The result are different in both the cases but they are giving me same kind of result.

Threfore I would to know what is the reason behind it and how these two pieces of codes are different.

THANK YOU

  1. What does choice do?
  2. for x in range(6): x = 0, 1,… 5
  3. print(choice(countries)) does (whatever choice does) with countries as its argument 6 times
  4. for x in countries: x = “sweden”,"norway,…,“austria”
  5. print(choice(choice)) does (whatever choice does) with choice itself as its argument 6 Times

Edit: I see choice is a standard random # generator lib https://pynative.com/python-random-choice/

So given a sequence (ex. the list of countries) , choice(countries) outputs a randomly selected country from the list, in the first one you are repeating that random selection 6 times, in the second one choice(choice) is not given a sequence as an argument and should technically error out.

Edit: Unless of course you made a typo and meant choice(countries) for the second one as well, in that event it is pretty much identical as the first one since as I explained above the second loop is iterating through the list of countries (which has a length of 6) while the first loop is iterating through a fixed number of the same length.

As @Dereje1 pointed out, the biggest difference (other than what I think is a typo) is what x is equal to in each iteration of the for loop. Since this particular loop doesn’t need to reference x, there isn’t a functional difference in the end. Your loop only needs to do something six times, both loop setups accomplish this. But in a lot of loop instances the item or the item’s index in the list needs to be known.

Consider these:

example = ['a', 'b', 'c', 'd', 'e', 'f', 'g']

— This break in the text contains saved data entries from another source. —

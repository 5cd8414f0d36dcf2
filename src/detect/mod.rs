//! Incident detection: the engine that turns an alert batch into an incident
//! explanation, and the aggregate it produces.

pub mod engine;
pub mod incident;

use crate::alert::ResourceType;
use thiserror::Error;

pub use self::engine::IncidentEngine;
pub use self::incident::IncidentIntelligence;

#[derive(Debug, Error)]
pub enum DetectError {
    #[error("propagation rule {from} -> {to} has an out-of-range window ({window_secs}s)")]
    InvalidRuleWindow {
        from: ResourceType,
        to: ResourceType,
        window_secs: i64,
    },

    #[error("propagation rule {from} -> {to} references the unknown resource type")]
    UnknownRuleEndpoint { from: ResourceType, to: ResourceType },

    #[error("propagation rule for {0} points at itself")]
    SelfLoopRule(ResourceType),

    #[error("invalid analysis setting `{name}`: {reason}")]
    InvalidSetting { name: &'static str, reason: String },
}

/// Severity levels for alerts and timeline entries.
#[derive(Debug, Clone, Copy, PartialEq, Eq, PartialOrd, Ord, serde::Serialize, serde::Deserialize)]
pub enum Severity {
    Info,
    Warning,
    Critical,
}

# If you only need to access each item of example individually:
for x in example:
    print(x)
# a
# b
# c
# d
# e
# f
# g

# But what if we need to access or compare other items of the list in each loop iteration?
# Knowing the list index at each iteration makes this possible
for i in range(len(example)):  # len(example) == 7 --> range(7) --> [0, 1, 2, 3, 4, 5, 6]
    if i > 0:
        print(f"Item i: {example[i]}, Item i-1: {example[i-1]}, Current Index: {i}")
# Item i: b, Item i-1: a, Current Index: 1
# Item i: c, Item i-1: b, Current Index: 2
# Item i: d, Item i-1: c, Current Index: 3
# Item i: e, Item i-1: d, Current Index: 4
# Item i: f, Item i-1: e, Current Index: 5
# Item i: g, Item i-1: f, Current Index: 6

#Python also offers the enumerate() function for such cases
for i, x in enumerate(example):
    print(f"Index: {i}, Item: {x}")
# Index: 0, Item: a
# Index: 1, Item: b
# Index: 2, Item: c
# Index: 3, Item: d
# Index: 4, Item: e
# Index: 5, Item: f
# Index: 6, Item: g

# All of these can be used as list comprehensions as well.
test = [(f"i: {i}", f"x: {x}") for i,x in enumerate(example)]
print(f"Array of results: {test}")
# Array of results: [('i: 0', 'x: a'), ('i: 1', 'x: b'), ('i: 2', 'x: c'), ('i: 3', 'x: d'), ('i: 4', 'x: e'), ('i: 5', 'x: f'), ('i: 6', 'x: g')]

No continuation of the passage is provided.